It was quite small and almost entirely covered by a circular glass temple, guarded by two knights in shining armour, with shields bearing the emblem of a silver cup on a blue background. They, too, demanded the password, and being given it, allowed the children to pass.
There was nothing inside, except an altar at one end and a large mirror. On the altar shone a brilliant light like the full Moon; within this they could faintly see a crystal cup which sparkled as a diamond, or perhaps it was more like the Sun shining through a dewdrop.
"Children," said Venus, "when King Arthur came to live among the stars, he brought with him the Magic Cup, which has the power of giving everyone what he most wishes for. But you must be certain that you really know what you want. It must be something you can share with those you love. It will never go back to Earth again until people stop quarreling with each other." Pointing to the mirror, she said, "In this, if your eyes are strong enough, you can see everything that has ever happened or will happen. I will give you a small magic mirror like this one, Zendah, and if you use it well, when you are in difficulties, you will be able to see exactly what to do.

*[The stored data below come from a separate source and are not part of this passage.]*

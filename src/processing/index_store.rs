//! Process-lifetime holder for a pre-built document index.
//!
//! Readers clone the current `Arc<DocumentIndex>` and keep using it even if a rebuild lands
//! meanwhile. A rebuild constructs the new index completely before swapping the pointer, and
//! rebuilds are serialized so at most one is in flight.

use super::types::DocumentIndex;
use std::future::Future;
use std::sync::{Arc, PoisonError, RwLock};
use tokio::sync::Mutex;

/// Shared slot holding the most recently built index.
#[derive(Default)]
pub struct IndexStore {
    current: RwLock<Option<Arc<DocumentIndex>>>,
    rebuild: Mutex<()>,
}

impl IndexStore {
    /// Empty store.
    pub fn new() -> Self {
        Self::default()
    }

    /// Snapshot of the current index, if any.
    pub fn current(&self) -> Option<Arc<DocumentIndex>> {
        self.current
            .read()
            .unwrap_or_else(PoisonError::into_inner)
            .clone()
    }

    /// Run `build` under the rebuild lock and publish its result.
    ///
    /// On error the previously published index stays in place.
    pub async fn rebuild<F, Fut, E>(&self, build: F) -> Result<Arc<DocumentIndex>, E>
    where
        F: FnOnce() -> Fut,
        Fut: Future<Output = Result<DocumentIndex, E>>,
    {
        let _guard = self.rebuild.lock().await;
        let index = Arc::new(build().await?);
        self.publish(Arc::clone(&index));
        Ok(index)
    }

    fn publish(&self, index: Arc<DocumentIndex>) {
        let mut slot = self
            .current
            .write()
            .unwrap_or_else(PoisonError::into_inner);
        *slot = Some(index);
    }
}

#[cfg(test)]
mod tests {
    use super::*;
    use std::sync::atomic::{AtomicUsize, Ordering};
    use std::time::Duration;

    fn index(source: &str) -> DocumentIndex {
        DocumentIndex::new(source, "fp", "now", Vec::new(), 0)
    }

    #[tokio::test]
    async fn rebuild_publishes_new_index() {
        let store = IndexStore::new();
        assert!(store.current().is_none());

        store
            .rebuild(|| async { Ok::<_, ()>(index("a")) })
            .await
            .unwrap();
        assert_eq!(store.current().unwrap().source, "a");
    }

    #[tokio::test]
    async fn failed_rebuild_keeps_previous_index() {
        let store = IndexStore::new();
        store
            .rebuild(|| async { Ok::<_, ()>(index("a")) })
            .await
            .unwrap();

        let result = store.rebuild(|| async { Err::<DocumentIndex, _>("boom") }).await;
        assert_eq!(result.unwrap_err(), "boom");
        assert_eq!(store.current().unwrap().source, "a");
    }

    #[tokio::test]
    async fn readers_keep_their_snapshot_across_rebuilds() {
        let store = IndexStore::new();
        store
            .rebuild(|| async { Ok::<_, ()>(index("old")) })
            .await
            .unwrap();
        let snapshot = store.current().unwrap();

        store
            .rebuild(|| async { Ok::<_, ()>(index("new")) })
            .await
            .unwrap();

        assert_eq!(snapshot.source, "old");
        assert_eq!(store.current().unwrap().source, "new");
    }

    #[tokio::test]
    async fn concurrent_rebuilds_are_serialized() {
        let store = Arc::new(IndexStore::new());
        let active = Arc::new(AtomicUsize::new(0));
        let peak = Arc::new(AtomicUsize::new(0));

        let tasks: Vec<_> = (0..4)
            .map(|i| {
                let store = Arc::clone(&store);
                let active = Arc::clone(&active);
                let peak = Arc::clone(&peak);
                tokio::spawn(async move {
                    store
                        .rebuild(|| async move {
                            let now = active.fetch_add(1, Ordering::SeqCst) + 1;
                            peak.fetch_max(now, Ordering::SeqCst);
                            tokio::time::sleep(Duration::from_millis(5)).await;
                            active.fetch_sub(1, Ordering::SeqCst);
                            Ok::<_, ()>(index(&format!("doc-{i}")))
                        })
                        .await
                        .unwrap();
                })
            })
            .collect();

        for task in tasks {
            task.await.unwrap();
        }
        assert_eq!(peak.load(Ordering::SeqCst), 1);
        assert!(store.current().is_some());
    }
}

"Rex, wear this pearl, and when you do, remember the password of this land and so help to bring the Holy Cup back to Earth once more."
Very quietly, they almost tiptoed back to the temple porch, carrying their gifts with them, and re-entered the flying boat, leaving Queen Venus, with a smile on her face, standing on the steps. Soon they were back on the seashore by the gate of the Land of the Fishes, and once outside, they turned to look for the Land of the Water Carrier, sometimes known as "the Man with the Pitcher."
The children now stood outside the second gate.
This was quite different from the first; it seemed to be made of quickly-moving clouds, but above them could be seen a great green globe with a star in the middle.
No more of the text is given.